Markham v. Barnes

Learned, P. J.

The complaints allege that plaintiffs are-owners of land'adjoining Han’s creek; that defendants are possessed of, and use, a reservoir on the creek above plaintiffs’ lands, in which the defendants collected and held back large quantities of water, which would otherwise flow down the creek; that plaintiffs’ lands have at sundry times been *503injured by the wrongful and negligent discharge of water by defendants from said reservoir.

The defendants set up several defenses, to the second, third, fourth and fifth of which plaintiffs demurred. The special term sustained the demurrer and the defendants appealed.

The second defense is that no application, appointment or hearing had been had before any commissioner to ascertain the amount of the damage.

The third defense is that the plaintiff has not, in any form, had the damages settled, adjusted or appraised, and that the same were not appraised within one year, and hence the action was barred by the statute of limitations.

The fourth defense is that Han’s creek has for four years and upwards been a public highway for floating and running logs.

The fifth defense is that Han’s creek has for twenty-five years been used for floating logs and lumber, and hence has become for such purposes a public highway.

According to settled rules each of these defenses must be tested by itself; since no one of them adopts any allegations of another. The defendants, in their points speak of these several defenses as subdivisions of their answer. But each is pleaded as a separate defense; and must so be considered. They are not subdivisions of an answer, but are severally distinct defenses. Taken separately every one of them is evidently insufficient. The defendants intended to set up a defense under chapter 533, Laws of 1880; and without regarding the defective manner of pleading. It may be better to look at the act and see whether the defendants aver any defense, even taking all the defenses together.

Section 3 authorizes persons to construct an apron in connection with any dam, and to reconstruct booms and construct piers, houses or other works, “doing no damage * * * to the owner or occupant of lands * * * flooded thereby.” It provides for an appraisal of damages by three commissioners to be appointed by the county court.

Section 4 provides that the foregoing sections shall not be construed to impair or abridge any private or individual rights, except so far as may be necessary for the improvement of said rivers.

Section 5 provides that any person making claim for damage arising under this act shall apply within one year, or be deprived from recovering the same.

Section 10 provides that any person intending to run lumber shall execute a bond as an indemnity against all dam*504age which may be done, etc.; and shall not run lumber until such bond shall have been executed.

We may notice in passing that chapter 176, Laws of 1882, does not apply to this case. The reservoir is not on plaintiffs’ lands. Nor do we/think that chapter 408, of the Laws of 1883, applies to damages such as are alleged in the present case.

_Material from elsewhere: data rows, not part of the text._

use clap::Args;
use immo_rechner::valuation::{
    FinancialInput, GlobalRates, PropertyCondition, PropertyInput, PropertyType,
};
use metrics_exporter_prometheus::PrometheusHandle;
use serde::Deserialize;
use std::sync::atomic::AtomicBool;
use std::sync::Arc;

/// Mortgage interest in percent assumed when the owner leaves the rate open.
pub(crate) const DEFAULT_MORTGAGE_RATE: f64 = 3.5;

#[derive(Clone)]
pub(crate) struct AppState {
    pub(crate) readiness: Arc<AtomicBool>,
    pub(crate) metrics: Arc<PrometheusHandle>,
}

/// Property attributes as entered in the calculator form or on the command line.
#[derive(Args, Debug, Clone, Deserialize)]
pub(crate) struct PropertyFields {
    /// Living area in square metres
    #[arg(long)]
    pub(crate) size: f64,
    /// Postal code; the first digit selects the price region
    #[arg(long)]
    pub(crate) zip_code: String,
    /// new | renovated | good | needs_renovation
    #[arg(long, value_parser = parse_condition)]
    pub(crate) condition: PropertyCondition,
    /// apartment | house | commercial
    #[arg(long, value_parser = parse_property_type)]
    pub(crate) property_type: PropertyType,
    /// Feature identifier such as balcony or garden (repeatable)
    #[arg(long = "feature")]
    #[serde(default)]
    pub(crate) features: Vec<String>,
    /// Construction year
    #[arg(long)]
    #[serde(default)]
    pub(crate) year_built: Option<i32>,
    /// Number of rooms
    #[arg(long)]
    #[serde(default)]
    pub(crate) rooms: Option<u32>,
}

impl PropertyFields {
    pub(crate) fn into_input(self) -> PropertyInput {
        PropertyInput {
            size: self.size,
            zip_code: self.zip_code,
            condition: self.condition,
            property_type: self.property_type,
            features: self.features.into_iter().collect(),
            year_built: self.year_built,
            rooms: self.rooms,
        }
    }
}

/// Owner finances for the sell-vs-rent comparison. Rates are percentages.
#[derive(Args, Debug, Clone, Deserialize)]
pub(crate) struct FinancialFields {
    /// Current market value of the property
    #[arg(long)]
    pub(crate) property_value: f64,
    /// Outstanding mortgage balance (defaults to 0)
    #[arg(long)]
    #[serde(default)]
    pub(crate) remaining_mortgage: Option<f64>,
    /// Mortgage interest rate (defaults to 3.5)
    #[arg(long)]
    #[serde(default)]
    pub(crate) mortgage_rate: Option<f64>,
    /// Years the owner has held the property (defaults to 0)
    #[arg(long)]
    #[serde(default)]
    pub(crate) holding_period_years: Option<u32>,
    /// Expected annual appreciation (defaults to the configured appreciation rate)
    #[arg(long)]
    #[serde(default)]
    pub(crate) expected_appreciation: Option<f64>,
    /// Maintenance cost as a share of property value
    #[arg(long)]
    #[serde(default)]
    pub(crate) maintenance_rate: Option<f64>,
    /// Vacancy loss as a share of gross rent
    #[arg(long)]
    #[serde(default)]
    pub(crate) vacancy_rate: Option<f64>,
    /// Broker commission as a share of the sale price
    #[arg(long)]
    #[serde(default)]
    pub(crate) broker_commission: Option<f64>,
}

impl FinancialFields {
    pub(crate) fn into_financial(self, rates: &GlobalRates) -> FinancialInput {
        FinancialInput {
            property_value: self.property_value,
            remaining_mortgage: self.remaining_mortgage.unwrap_or(0.0),
            mortgage_rate: self.mortgage_rate.unwrap_or(DEFAULT_MORTGAGE_RATE),
            holding_period_years: self.holding_period_years.unwrap_or(0),
            appreciation_rate: self
                .expected_appreciation
                .unwrap_or(rates.appreciation_rate),
            maintenance_rate: self.maintenance_rate,
            vacancy_rate: self.vacancy_rate,
            broker_commission_rate: self.broker_commission,
        }
    }
}

pub(crate) fn parse_condition(raw: &str) -> Result<PropertyCondition, String> {
    let wanted = raw.trim();
    PropertyCondition::ordered()
        .into_iter()
        .find(|condition| condition.as_str().eq_ignore_ascii_case(wanted))
        .ok_or_else(|| {
            format!("unknown condition '{raw}' (expected new, renovated, good or needs_renovation)")
        })
}

pub(crate) fn parse_property_type(raw: &str) -> Result<PropertyType, String> {
    let wanted = raw.trim();
    PropertyType::ordered()
        .into_iter()
        .find(|property_type| property_type.as_str().eq_ignore_ascii_case(wanted))
        .ok_or_else(|| {
            format!("unknown property type '{raw}' (expected apartment, house or commercial)")
        })
}

#[cfg(test)]
mod tests {
    use super::*;

    #[test]
    fn parses_enum_flags_case_insensitively() {
        assert_eq!(
            parse_condition(" Needs_Renovation "),
            Ok(PropertyCondition::NeedsRenovation)
        );
        assert_eq!(parse_property_type("HOUSE"), Ok(PropertyType::House));
        assert!(parse_condition("derelict").is_err());
        assert!(parse_property_type("castle").is_err());
    }

    #[test]
    fn financial_fields_fill_missing_values_with_defaults() {
        let fields = FinancialFields {
            property_value: 250_000.0,
            remaining_mortgage: None,
            mortgage_rate: None,
            holding_period_years: None,
            expected_appreciation: None,
            maintenance_rate: Some(2.0),
            vacancy_rate: None,
            broker_commission: None,
        };
        let rates = GlobalRates {
            interest_rate: 4.1,
            appreciation_rate: 1.5,
            rent_increase_rate: 2.0,
        };

        let financial = fields.into_financial(&rates);

        assert_eq!(financial.remaining_mortgage, 0.0);
        assert_eq!(financial.mortgage_rate, DEFAULT_MORTGAGE_RATE);
        assert_eq!(financial.appreciation_rate, 1.5);
        assert_eq!(financial.holding_period_years, 0);
        assert_eq!(financial.maintenance_rate, Some(2.0));
        assert_eq!(financial.vacancy_rate, None);
    }

    #[test]
    fn explicit_mortgage_rate_wins_over_default() {
        let fields: FinancialFields = serde_json::from_str(
            r#"{ "property_value": 250000.0, "mortgage_rate": 4.8 }"#,
        )
        .expect("fields parse");

        let financial = fields.into_financial(&GlobalRates::default());

        assert_eq!(financial.mortgage_rate, 4.8);
        assert_eq!(financial.appreciation_rate, 2.0);
    }

    #[test]
    fn property_fields_deduplicate_features() {
        let fields: PropertyFields = serde_json::from_str(
            r#"{ "size": 72.5, "zip_code": "50667", "condition": "good",
                 "property_type": "apartment", "features": ["balcony", "balcony", "cellar"] }"#,
        )
        .expect("fields parse");

        let input = fields.into_input();

        assert_eq!(input.features.len(), 2);
        assert_eq!(input.year_built, None);
        assert_eq!(input.region_key(), "5");
    }
}
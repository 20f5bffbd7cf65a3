use crate::infra::{AppState, FinancialFields, PropertyFields};
use axum::extract::State;
use axum::http::{header, StatusCode};
use axum::response::IntoResponse;
use axum::routing::{get, post};
use axum::{Extension, Json, Router};
use chrono::{DateTime, Utc};
use immo_rechner::error::AppError;
use immo_rechner::valuation::{
    ComparisonResult, PricingConfiguration, RentalResult, SaleValueEstimate, ValuationEngine,
    ValuationError,
};
use serde::{Deserialize, Serialize};
use serde_json::json;
use std::sync::Arc;
use tracing::{info, warn};

#[derive(Debug, Clone, Copy, PartialEq, Eq, Serialize)]
#[serde(rename_all = "snake_case")]
pub(crate) enum CalculationMode {
    Rental,
    Comparison,
}

#[derive(Debug, Deserialize)]
pub(crate) struct ComparisonRequest {
    #[serde(flatten)]
    pub(crate) property: PropertyFields,
    #[serde(flatten)]
    pub(crate) financial: FinancialFields,
}

#[derive(Debug, Serialize)]
pub(crate) struct RentalResponse {
    pub(crate) mode: CalculationMode,
    pub(crate) calculated_at: DateTime<Utc>,
    pub(crate) result: RentalResult,
    pub(crate) indicative_sale_value: SaleValueEstimate,
}

#[derive(Debug, Serialize)]
pub(crate) struct ComparisonResponse {
    pub(crate) mode: CalculationMode,
    pub(crate) calculated_at: DateTime<Utc>,
    pub(crate) result: ComparisonResult,
}

pub(crate) fn calculation_router(engine: Arc<ValuationEngine>) -> Router {
    Router::new()
        .route("/api/v1/calculate/rental", post(rental_endpoint))
        .route("/api/v1/calculate/comparison", post(comparison_endpoint))
        .route("/api/v1/matrix", get(matrix_endpoint))
        .with_state(engine)
}

pub(crate) fn with_calculation_routes(engine: Arc<ValuationEngine>) -> Router {
    calculation_router(engine)
        .route("/health", get(healthcheck))
        .route("/ready", get(readiness_endpoint))
        .route("/metrics", get(metrics_endpoint))
}

pub(crate) async fn healthcheck() -> Json<serde_json::Value> {
    Json(json!({ "status": "ok" }))
}

pub(crate) async fn readiness_endpoint(Extension(state): Extension<AppState>) -> impl IntoResponse {
    let ready = state.readiness.load(std::sync::atomic::Ordering::Relaxed);
    let status = if ready {
        StatusCode::OK
    } else {
        StatusCode::SERVICE_UNAVAILABLE
    };

    let payload = if ready {
        json!({ "status": "ready" })
    } else {
        json!({ "status": "initializing" })
    };

    (status, Json(payload))
}

pub(crate) async fn metrics_endpoint(Extension(state): Extension<AppState>) -> impl IntoResponse {
    (
        StatusCode::OK,
        [(header::CONTENT_TYPE, "text/plain; version=0.0.4")],
        state.metrics.render(),
    )
}

pub(crate) async fn rental_endpoint(
    State(engine): State<Arc<ValuationEngine>>,
    Json(payload): Json<PropertyFields>,
) -> Result<Json<RentalResponse>, AppError> {
    let input = payload.into_input();
    let result = engine.rental_value(&input).map_err(rejected)?;
    let indicative_sale_value = engine.sale_value(&input).map_err(rejected)?;

    info!(
        region = input.region_key(),
        monthly_rent = result.monthly_rent.estimate,
        "rental value calculated"
    );

    Ok(Json(RentalResponse {
        mode: CalculationMode::Rental,
        calculated_at: Utc::now(),
        result,
        indicative_sale_value,
    }))
}

pub(crate) async fn comparison_endpoint(
    State(engine): State<Arc<ValuationEngine>>,
    Json(payload): Json<ComparisonRequest>,
) -> Result<Json<ComparisonResponse>, AppError> {
    let ComparisonRequest {
        property,
        financial,
    } = payload;
    let input = property.into_input();
    let financial = financial.into_financial(&engine.config().rates);

    let result = engine.comparison(&input, &financial).map_err(rejected)?;

    info!(
        region = input.region_key(),
        direction = ?result.recommendation.direction,
        score = result.recommendation.score,
        "comparison calculated"
    );

    Ok(Json(ComparisonResponse {
        mode: CalculationMode::Comparison,
        calculated_at: Utc::now(),
        result,
    }))
}

pub(crate) async fn matrix_endpoint(
    State(engine): State<Arc<ValuationEngine>>,
) -> Json<PricingConfiguration> {
    Json(engine.config().clone())
}

fn rejected(err: ValuationError) -> AppError {
    warn!(%err, "calculation rejected");
    AppError::from(err)
}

On examining chapter 533, Laws of 1880, on which defendant principally relies upon the argument of this demurrer, it will be seen that the object of the provision in relation to damages in section 3 is to provide for damages for acts supposed to be authorized by the statute. That is, the act is, to a certain extent, intended as an authority for taking private property for public use; for the use of a highway.

_ And the damages which are to be ascertained under section 3 are such as the statute is supposed to justify. It is not necessary for us on this appeal to inquire whether or not this provision is valid.

The allegations in the complaint are of a “careless, negligent and unnecessary filling up and overflowing of said stream by reason of a careless, wrongful and negligent discharge of the water.”

Now .these are acts for which the statute in question makes no provision. Indeed, it probably could make no lawful provision which should take away the right of trial by jury.

There is, also, the further objection, pointed out by the learned justice at special term, that in order in order to justify any floating of logs the person intending to float them must file a bond, without which bond he shall not float logs. If he does, he is guilty of a misdemeanor. Any person incurring loss or damage by reason of such use of the river may maintain an action on that bond. This provision shows that the party causing damage is liable to an action, and cannot shield himself from an action under the provisions of section 3. Thus it indicates the limited extent, above explained, of said section 3.

Section 10 relating to the bond would also seem to indicate that a party could not protect himself against paying damages, even for a reasonable use of the river in floating logs, unless he had previously filed the bond required. Certainly he cannot escape paying damages for a negligent and careless act.

Judgment interlocutory affirmed, with costs in each case, with leave to defendants to withdraw the second, third, fourth or fifth defenses and to amend their answer on payment of costs below and of this appeal in ten days.

Landon,P. J. and Mayham, J., concur.